(DATA SECTION begins)
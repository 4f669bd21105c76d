//! Diagnosis settings.

use crate::error::{ForecastError, Result};
use crate::models::arima::{ArimaOrder, IdentifyConfig};
use crate::models::exponential::EsmMethod;
use crate::models::intermittent::IdmMethod;
use crate::models::ModelFamily;
use serde::{Deserialize, Serialize};

/// Intermittency threshold that disables intermittent routing.
pub const INTERMITTENCY_DISABLED: f64 = 1_000_000.0;

fn default_min_obs() -> usize {
    5
}

fn default_min_season_cycles() -> usize {
    2
}

fn default_intermittency() -> f64 {
    2.0
}

/// Observation requirements of the model classes.
#[derive(Debug, Clone, Copy, PartialEq, Serialize, Deserialize)]
pub struct Constraints {
    /// Minimum observations for any model other than the mean.
    #[serde(default = "default_min_obs")]
    pub min_obs_non_mean: usize,
    /// Minimum observations for trend models.
    #[serde(default = "default_min_obs")]
    pub min_obs_trend: usize,
    /// Minimum number of seasonal cycles for seasonal models.
    #[serde(default = "default_min_season_cycles")]
    pub min_season_cycles: usize,
    /// Average demand interval above which a series is intermittent.
    #[serde(default = "default_intermittency")]
    pub intermittency: f64,
}

impl Default for Constraints {
    fn default() -> Self {
        Self {
            min_obs_non_mean: default_min_obs(),
            min_obs_trend: default_min_obs(),
            min_season_cycles: default_min_season_cycles(),
            intermittency: default_intermittency(),
        }
    }
}

fn default_esm_methods() -> Vec<EsmMethod> {
    EsmMethod::ALL.to_vec()
}

/// Exponential smoothing settings. The best of `methods` is kept.
#[derive(Debug, Clone, PartialEq, Serialize, Deserialize)]
pub struct EsmSpec {
    #[serde(default = "default_esm_methods")]
    pub methods: Vec<EsmMethod>,
}

impl Default for EsmSpec {
    fn default() -> Self {
        Self {
            methods: default_esm_methods(),
        }
    }
}

/// Intermittent demand settings.
#[derive(Debug, Clone, Copy, Default, PartialEq, Serialize, Deserialize)]
pub struct IdmSpec {
    #[serde(default)]
    pub method: IdmMethod,
}

/// ARIMAX settings.
#[derive(Debug, Clone, Copy, Default, PartialEq, Serialize, Deserialize)]
pub struct ArimaxSpec {
    /// Fixed order; when absent the order is identified.
    #[serde(default)]
    pub order: Option<ArimaOrder>,
    #[serde(default)]
    pub identify: IdentifyConfig,
}

fn default_families() -> Vec<ModelFamily> {
    vec![
        ModelFamily::Esm,
        ModelFamily::Idm,
        ModelFamily::Ucm,
        ModelFamily::Arimax,
    ]
}

/// Enabled families and their settings.
#[derive(Debug, Clone, PartialEq, Serialize, Deserialize)]
pub struct DiagnoseSpec {
    #[serde(default = "default_families")]
    pub families: Vec<ModelFamily>,
    #[serde(default)]
    pub constraints: Constraints,
    #[serde(default)]
    pub esm: EsmSpec,
    #[serde(default)]
    pub idm: IdmSpec,
    #[serde(default)]
    pub arimax: ArimaxSpec,
}

impl Default for DiagnoseSpec {
    fn default() -> Self {
        Self {
            families: default_families(),
            constraints: Constraints::default(),
            esm: EsmSpec::default(),
            idm: IdmSpec::default(),
            arimax: ArimaxSpec::default(),
        }
    }
}

impl DiagnoseSpec {
    /// Spec with only the given families enabled.
    pub fn with_families(families: &[ModelFamily]) -> Self {
        Self {
            families: families.to_vec(),
            ..Self::default()
        }
    }

    pub fn with_arima_order(mut self, order: ArimaOrder) -> Self {
        self.arimax.order = Some(order);
        self
    }

    pub fn with_constraints(mut self, constraints: Constraints) -> Self {
        self.constraints = constraints;
        self
    }

    pub fn is_enabled(&self, family: ModelFamily) -> bool {
        self.families.contains(&family)
    }

    /// Intermittency threshold in effect, the sentinel when IDM is disabled.
    pub fn intermittency_threshold(&self) -> f64 {
        if self.is_enabled(ModelFamily::Idm) {
            self.constraints.intermittency
        } else {
            INTERMITTENCY_DISABLED
        }
    }

    /// First enabled family in tie-break order.
    pub fn first_family(&self) -> Option<ModelFamily> {
        self.families.iter().copied().min()
    }

    pub fn validate(&self) -> Result<()> {
        if self.families.is_empty() {
            return Err(ForecastError::Configuration(
                "no model family is enabled".to_string(),
            ));
        }
        if self.is_enabled(ModelFamily::Combined) {
            return Err(ForecastError::Configuration(
                "COMBINED is not a diagnosed family, enable combining in the selection".to_string(),
            ));
        }
        if !(self.constraints.intermittency > 0.0) {
            return Err(ForecastError::Configuration(format!(
                "intermittency threshold must be positive, got {}",
                self.constraints.intermittency
            )));
        }
        if self.constraints.min_season_cycles == 0 {
            return Err(ForecastError::Configuration(
                "at least one seasonal cycle is required for seasonal models".to_string(),
            ));
        }
        if self.is_enabled(ModelFamily::Esm) && self.esm.methods.is_empty() {
            return Err(ForecastError::Configuration(
                "ESM is enabled without smoothing methods".to_string(),
            ));
        }
        Ok(())
    }
}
(DATA SECTION ends)
■ TASK DETAILS:
Whenever a line above has the word "demand" in it, copy that line.

■ ANSWER TO THE PROBLEM:
    /// Average demand interval above which a series is intermittent.
/// Intermittent demand settings.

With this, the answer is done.